> _Action item_: Select all lines in the records that include "reported".

---- Source information

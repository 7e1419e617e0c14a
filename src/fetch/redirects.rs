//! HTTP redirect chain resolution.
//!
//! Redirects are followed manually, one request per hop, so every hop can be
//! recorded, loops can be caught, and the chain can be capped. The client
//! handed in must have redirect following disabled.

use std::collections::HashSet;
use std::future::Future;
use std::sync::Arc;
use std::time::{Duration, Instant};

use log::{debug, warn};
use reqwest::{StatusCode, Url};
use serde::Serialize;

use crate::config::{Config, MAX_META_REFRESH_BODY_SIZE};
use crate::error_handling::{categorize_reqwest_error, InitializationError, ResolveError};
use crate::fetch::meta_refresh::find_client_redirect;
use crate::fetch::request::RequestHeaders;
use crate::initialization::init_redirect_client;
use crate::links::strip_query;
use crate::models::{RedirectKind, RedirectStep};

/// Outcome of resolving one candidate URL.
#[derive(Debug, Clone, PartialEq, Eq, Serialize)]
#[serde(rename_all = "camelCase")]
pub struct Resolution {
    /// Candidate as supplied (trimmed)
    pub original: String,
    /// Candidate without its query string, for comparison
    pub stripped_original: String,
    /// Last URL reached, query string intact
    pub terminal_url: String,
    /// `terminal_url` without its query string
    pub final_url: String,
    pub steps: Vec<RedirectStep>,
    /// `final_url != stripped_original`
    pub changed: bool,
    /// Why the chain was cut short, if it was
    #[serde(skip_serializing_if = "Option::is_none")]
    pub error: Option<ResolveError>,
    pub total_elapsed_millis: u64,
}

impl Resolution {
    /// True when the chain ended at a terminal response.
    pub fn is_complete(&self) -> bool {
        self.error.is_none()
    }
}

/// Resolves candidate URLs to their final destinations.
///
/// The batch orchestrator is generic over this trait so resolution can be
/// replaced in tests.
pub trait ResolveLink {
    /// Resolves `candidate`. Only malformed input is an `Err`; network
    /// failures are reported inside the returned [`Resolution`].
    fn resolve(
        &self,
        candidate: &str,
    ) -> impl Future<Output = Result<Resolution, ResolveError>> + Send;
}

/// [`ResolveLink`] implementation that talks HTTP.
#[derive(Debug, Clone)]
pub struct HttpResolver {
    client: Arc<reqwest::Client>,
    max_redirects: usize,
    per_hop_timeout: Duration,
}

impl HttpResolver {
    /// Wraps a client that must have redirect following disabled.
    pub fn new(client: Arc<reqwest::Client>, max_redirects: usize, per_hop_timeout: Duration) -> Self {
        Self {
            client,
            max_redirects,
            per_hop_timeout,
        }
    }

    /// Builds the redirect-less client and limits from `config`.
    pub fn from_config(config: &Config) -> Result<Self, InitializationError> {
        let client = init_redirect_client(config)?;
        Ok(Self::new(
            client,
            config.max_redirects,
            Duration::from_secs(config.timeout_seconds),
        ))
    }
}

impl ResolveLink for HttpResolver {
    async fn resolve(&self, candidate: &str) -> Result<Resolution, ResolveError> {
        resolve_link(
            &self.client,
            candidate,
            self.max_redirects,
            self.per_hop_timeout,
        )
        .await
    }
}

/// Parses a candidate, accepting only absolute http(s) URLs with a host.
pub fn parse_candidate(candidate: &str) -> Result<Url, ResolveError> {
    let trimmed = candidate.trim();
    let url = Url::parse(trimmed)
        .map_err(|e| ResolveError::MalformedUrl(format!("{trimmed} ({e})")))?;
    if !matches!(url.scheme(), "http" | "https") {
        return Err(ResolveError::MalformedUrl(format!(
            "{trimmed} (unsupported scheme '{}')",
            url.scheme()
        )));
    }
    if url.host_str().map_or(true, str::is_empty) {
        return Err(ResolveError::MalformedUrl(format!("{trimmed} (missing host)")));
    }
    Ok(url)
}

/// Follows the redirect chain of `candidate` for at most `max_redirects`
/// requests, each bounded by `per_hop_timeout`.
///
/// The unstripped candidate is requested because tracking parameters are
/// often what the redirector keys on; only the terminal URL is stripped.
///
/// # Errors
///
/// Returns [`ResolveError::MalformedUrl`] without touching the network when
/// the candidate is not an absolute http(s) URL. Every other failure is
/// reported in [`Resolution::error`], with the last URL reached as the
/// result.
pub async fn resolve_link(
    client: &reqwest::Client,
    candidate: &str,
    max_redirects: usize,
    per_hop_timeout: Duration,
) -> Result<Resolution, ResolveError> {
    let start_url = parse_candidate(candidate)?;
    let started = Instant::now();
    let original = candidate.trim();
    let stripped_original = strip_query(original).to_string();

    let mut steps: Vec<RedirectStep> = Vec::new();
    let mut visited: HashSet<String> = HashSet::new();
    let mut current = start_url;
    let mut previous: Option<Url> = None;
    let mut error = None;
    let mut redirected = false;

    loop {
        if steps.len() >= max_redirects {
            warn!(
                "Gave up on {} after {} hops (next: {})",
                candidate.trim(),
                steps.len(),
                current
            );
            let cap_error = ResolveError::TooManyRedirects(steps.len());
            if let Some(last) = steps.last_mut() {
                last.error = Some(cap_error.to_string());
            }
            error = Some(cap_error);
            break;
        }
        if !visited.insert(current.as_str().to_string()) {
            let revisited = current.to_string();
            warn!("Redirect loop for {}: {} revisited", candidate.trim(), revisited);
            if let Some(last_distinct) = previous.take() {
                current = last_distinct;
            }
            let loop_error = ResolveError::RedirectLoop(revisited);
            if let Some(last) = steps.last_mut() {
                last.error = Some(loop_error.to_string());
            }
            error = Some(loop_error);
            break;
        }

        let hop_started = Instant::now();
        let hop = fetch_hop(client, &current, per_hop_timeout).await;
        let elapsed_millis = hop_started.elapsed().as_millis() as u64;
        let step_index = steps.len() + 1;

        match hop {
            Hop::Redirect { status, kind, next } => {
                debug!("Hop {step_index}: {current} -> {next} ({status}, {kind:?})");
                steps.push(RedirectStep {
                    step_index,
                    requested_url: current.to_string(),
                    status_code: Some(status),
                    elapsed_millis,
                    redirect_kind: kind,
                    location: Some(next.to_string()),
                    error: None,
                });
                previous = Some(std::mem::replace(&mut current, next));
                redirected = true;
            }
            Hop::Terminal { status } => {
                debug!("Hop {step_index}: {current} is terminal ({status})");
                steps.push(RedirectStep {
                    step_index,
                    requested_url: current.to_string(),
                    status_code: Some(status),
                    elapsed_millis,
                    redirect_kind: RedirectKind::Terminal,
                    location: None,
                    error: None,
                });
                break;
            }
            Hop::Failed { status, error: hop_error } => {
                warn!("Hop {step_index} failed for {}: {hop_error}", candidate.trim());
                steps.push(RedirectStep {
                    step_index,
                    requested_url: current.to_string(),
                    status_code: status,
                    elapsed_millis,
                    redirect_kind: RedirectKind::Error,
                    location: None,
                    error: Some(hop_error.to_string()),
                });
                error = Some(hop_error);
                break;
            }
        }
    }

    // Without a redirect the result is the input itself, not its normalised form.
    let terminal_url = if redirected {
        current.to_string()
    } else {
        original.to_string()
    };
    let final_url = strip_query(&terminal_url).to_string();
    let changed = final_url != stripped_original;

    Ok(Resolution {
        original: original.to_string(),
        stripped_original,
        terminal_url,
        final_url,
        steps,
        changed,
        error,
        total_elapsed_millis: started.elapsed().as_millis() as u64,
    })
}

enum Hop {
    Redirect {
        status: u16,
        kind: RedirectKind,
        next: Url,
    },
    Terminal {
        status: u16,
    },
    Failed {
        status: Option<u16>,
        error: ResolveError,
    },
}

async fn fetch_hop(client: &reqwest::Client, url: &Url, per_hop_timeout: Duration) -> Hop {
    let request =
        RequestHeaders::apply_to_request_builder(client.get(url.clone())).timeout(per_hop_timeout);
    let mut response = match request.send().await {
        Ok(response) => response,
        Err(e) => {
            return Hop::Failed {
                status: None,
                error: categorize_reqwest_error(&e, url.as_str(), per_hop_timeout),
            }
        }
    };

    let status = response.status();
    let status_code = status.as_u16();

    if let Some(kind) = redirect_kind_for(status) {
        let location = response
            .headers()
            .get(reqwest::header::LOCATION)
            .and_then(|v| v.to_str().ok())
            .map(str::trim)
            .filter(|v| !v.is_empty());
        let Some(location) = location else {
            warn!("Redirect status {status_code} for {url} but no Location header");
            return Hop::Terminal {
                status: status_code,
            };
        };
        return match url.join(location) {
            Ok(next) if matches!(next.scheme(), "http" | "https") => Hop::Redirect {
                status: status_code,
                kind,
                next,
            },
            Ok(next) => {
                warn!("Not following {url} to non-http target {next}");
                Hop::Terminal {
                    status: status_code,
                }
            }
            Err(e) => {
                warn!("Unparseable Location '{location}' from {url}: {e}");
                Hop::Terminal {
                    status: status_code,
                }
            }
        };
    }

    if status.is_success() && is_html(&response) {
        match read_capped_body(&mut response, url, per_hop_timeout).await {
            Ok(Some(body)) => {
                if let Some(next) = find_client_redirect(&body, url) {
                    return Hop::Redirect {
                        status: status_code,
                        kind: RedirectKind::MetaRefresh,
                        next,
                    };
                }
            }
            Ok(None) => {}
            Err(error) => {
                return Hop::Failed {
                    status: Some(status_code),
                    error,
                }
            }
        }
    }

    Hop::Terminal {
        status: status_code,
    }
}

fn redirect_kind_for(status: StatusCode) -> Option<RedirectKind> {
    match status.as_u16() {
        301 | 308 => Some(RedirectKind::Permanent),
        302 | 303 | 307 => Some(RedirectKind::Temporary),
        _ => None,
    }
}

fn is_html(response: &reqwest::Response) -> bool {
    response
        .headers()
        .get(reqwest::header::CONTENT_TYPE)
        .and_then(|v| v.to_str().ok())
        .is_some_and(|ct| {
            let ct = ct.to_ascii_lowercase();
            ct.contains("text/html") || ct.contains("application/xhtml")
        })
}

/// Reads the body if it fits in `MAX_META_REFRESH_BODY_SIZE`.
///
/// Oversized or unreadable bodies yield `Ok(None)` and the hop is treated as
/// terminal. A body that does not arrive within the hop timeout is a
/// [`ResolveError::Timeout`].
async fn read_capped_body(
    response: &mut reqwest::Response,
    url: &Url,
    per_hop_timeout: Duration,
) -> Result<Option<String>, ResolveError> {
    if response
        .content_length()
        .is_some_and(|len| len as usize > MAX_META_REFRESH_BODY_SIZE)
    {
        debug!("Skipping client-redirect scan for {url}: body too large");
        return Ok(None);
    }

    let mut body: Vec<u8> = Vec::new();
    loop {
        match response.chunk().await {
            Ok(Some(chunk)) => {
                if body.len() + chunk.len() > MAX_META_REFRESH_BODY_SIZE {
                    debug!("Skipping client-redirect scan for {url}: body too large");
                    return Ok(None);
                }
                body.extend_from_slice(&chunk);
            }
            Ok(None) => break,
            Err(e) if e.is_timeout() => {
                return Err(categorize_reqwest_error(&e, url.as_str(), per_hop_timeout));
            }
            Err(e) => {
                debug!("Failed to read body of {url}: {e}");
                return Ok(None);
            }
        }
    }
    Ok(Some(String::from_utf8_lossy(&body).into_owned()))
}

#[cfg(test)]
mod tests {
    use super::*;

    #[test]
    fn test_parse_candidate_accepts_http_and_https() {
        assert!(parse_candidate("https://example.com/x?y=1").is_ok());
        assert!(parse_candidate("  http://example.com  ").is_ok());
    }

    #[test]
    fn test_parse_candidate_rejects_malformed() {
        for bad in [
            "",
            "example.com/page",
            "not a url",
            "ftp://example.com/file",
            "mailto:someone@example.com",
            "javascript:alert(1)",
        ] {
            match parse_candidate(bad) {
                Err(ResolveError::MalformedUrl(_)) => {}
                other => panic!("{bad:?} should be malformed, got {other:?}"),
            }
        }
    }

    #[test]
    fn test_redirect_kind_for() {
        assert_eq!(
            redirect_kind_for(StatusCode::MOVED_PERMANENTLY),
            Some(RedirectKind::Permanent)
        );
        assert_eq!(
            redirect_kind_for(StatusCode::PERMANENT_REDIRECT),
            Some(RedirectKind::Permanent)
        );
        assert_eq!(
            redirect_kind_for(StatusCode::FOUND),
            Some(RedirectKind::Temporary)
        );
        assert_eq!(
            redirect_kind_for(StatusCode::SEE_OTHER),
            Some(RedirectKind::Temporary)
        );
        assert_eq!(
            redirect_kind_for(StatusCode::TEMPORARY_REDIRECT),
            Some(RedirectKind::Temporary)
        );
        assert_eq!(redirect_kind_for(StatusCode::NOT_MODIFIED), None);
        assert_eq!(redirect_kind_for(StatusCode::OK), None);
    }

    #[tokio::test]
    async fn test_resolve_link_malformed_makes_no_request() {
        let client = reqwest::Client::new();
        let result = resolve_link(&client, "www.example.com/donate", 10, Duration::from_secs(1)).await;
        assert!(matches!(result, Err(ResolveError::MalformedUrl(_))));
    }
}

--------

> _Answer space_:
    /// failures are reported inside the returned [`Resolution`].
/// reported in [`Resolution::error`], with the last URL reached as the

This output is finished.